In my pottery overalls 1969

In my pottery overalls 1969

The trees loomed ancient and prehistoric in the fog. Vic loved their height. He arched his back and looked up to the gray sky. I loved the dark hollows within the circular clusters of redwoods. I climbed down into the earthen bowls and felt protected by the Earth. Vic soared. I nested.

Vic wrapped his arms around a massive tree. Damp-to-the-bone cold, I stood behind him in my red jacket and wrapped my arms around him.

“Let’s have a baby,” I whispered as I pressed my breasts into his back. My words shocked me.

Hugging redwoods and Vic

Hugging redwoods and Vic



“I’d love to have a baby,” he said.

We hadn’t considered the obvious questions. How could we support a baby? Would we stay in California or return to Ithaca? Would Vic finish graduate school and become a physics professor or do something we hadn’t imagined?

In those redwood wombs, the mother instinct quickened. It wasn’t an issue of reason. There was a call. Vic and I said, “Yes.”

Vic, Elaine, and Rufus Diamant

Vic, Elaine, and Rufus Diamant

It was 1969 and anything seemed possible. We were in California’s first state park, Big Basin near Santa Cruz. David Hollenbach and Rufus Diamant, dear friends from Ithaca, were with us. I remember the vast primordial quiet filled with dark tree trunks, rushing streams, and moist forest floor.
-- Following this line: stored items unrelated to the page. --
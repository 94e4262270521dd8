// src/database/fake.rs
//! In-memory location store for unit tests
use std::collections::{HashMap, VecDeque};
use std::sync::atomic::{AtomicUsize, Ordering};
use std::sync::Mutex;
use std::time::Duration;

use async_trait::async_trait;

use super::LocationStore;
use crate::{
    errors::MonitorError,
    models::{BoatId, BoatIdentity, BoatSummary, BoatTrackPoint},
};

/// One scripted answer to `fetch_current_locations`
pub(crate) struct Scripted {
    pub delay: Duration,
    pub result: Option<Vec<BoatSummary>>,
}

#[derive(Default)]
pub(crate) struct FakeStore {
    scripted: Mutex<VecDeque<Scripted>>,
    fallback: Vec<BoatSummary>,
    logs: HashMap<BoatId, Vec<BoatTrackPoint>>,
    failing_logs: bool,
    count: Option<u64>,
    registry: Vec<BoatIdentity>,
    location_calls: AtomicUsize,
    log_calls: AtomicUsize,
}

fn unreachable_store() -> MonitorError {
    MonitorError::DatabaseConnectionError("store unreachable".to_string())
}

impl FakeStore {
    pub fn new() -> Self {
        Self::default()
    }

    /// Queue an answer; `None` makes that fetch fail
    pub fn script(self, delay: Duration, result: Option<Vec<BoatSummary>>) -> Self {
        self.scripted
            .lock()
            .unwrap()
            .push_back(Scripted { delay, result });
        self
    }

    /// Answer given once the script runs out
    pub fn fallback(mut self, boats: Vec<BoatSummary>) -> Self {
        self.fallback = boats;
        self
    }

    pub fn logs(mut self, id: &str, points: Vec<BoatTrackPoint>) -> Self {
        self.logs.insert(BoatId::try_from(id).unwrap(), points);
        self
    }

    pub fn failing_logs(mut self) -> Self {
        self.failing_logs = true;
        self
    }

    pub fn count(mut self, count: u64) -> Self {
        self.count = Some(count);
        self
    }

    pub fn registry(mut self, boats: Vec<BoatIdentity>) -> Self {
        self.registry = boats;
        self
    }

    pub fn location_calls(&self) -> usize {
        self.location_calls.load(Ordering::SeqCst)
    }

    pub fn log_calls(&self) -> usize {
        self.log_calls.load(Ordering::SeqCst)
    }
}

#[async_trait]
impl LocationStore for FakeStore {
    async fn fetch_current_locations(&self) -> Result<Vec<BoatSummary>, MonitorError> {
        self.location_calls.fetch_add(1, Ordering::SeqCst);
        let next = self.scripted.lock().unwrap().pop_front();
        match next {
            Some(Scripted { delay, result }) => {
                if !delay.is_zero() {
                    tokio::time::sleep(delay).await;
                }
                result.ok_or_else(unreachable_store)
            }
            None => Ok(self.fallback.clone()),
        }
    }

    async fn fetch_boat_count(&self) -> Result<u64, MonitorError> {
        self.count.ok_or_else(unreachable_store)
    }

    async fn fetch_boat_registry(&self) -> Result<Vec<BoatIdentity>, MonitorError> {
        Ok(self.registry.clone())
    }

    async fn fetch_logs_for_boat(&self, id: &BoatId) -> Result<Vec<BoatTrackPoint>, MonitorError> {
        self.log_calls.fetch_add(1, Ordering::SeqCst);
        if self.failing_logs {
            return Err(unreachable_store());
        }
        Ok(self.logs.get(id).cloned().unwrap_or_default())
    }
}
At the time, I worked for a design firm working on the Bay Area Rapid Transit System, but I was in love with clay. I threw bowls, plates, and cups and learned to run a kiln at a pottery studio at Stanford. I played with glazes, made messes, and created earthy beauty.

Vic was on leave from his Ph.D. at Cornell. He’d lost interest in astrophysics, but his adviser wasn’t ready to let Vic go, so he arranged a part-time research job at Stanford. Vic was torn and tortured about his decision to leave his Ph.D. The physics job balanced Vic’s second job on an experimental ward for patients having their first psychotic break at San Jose Mental Hospital.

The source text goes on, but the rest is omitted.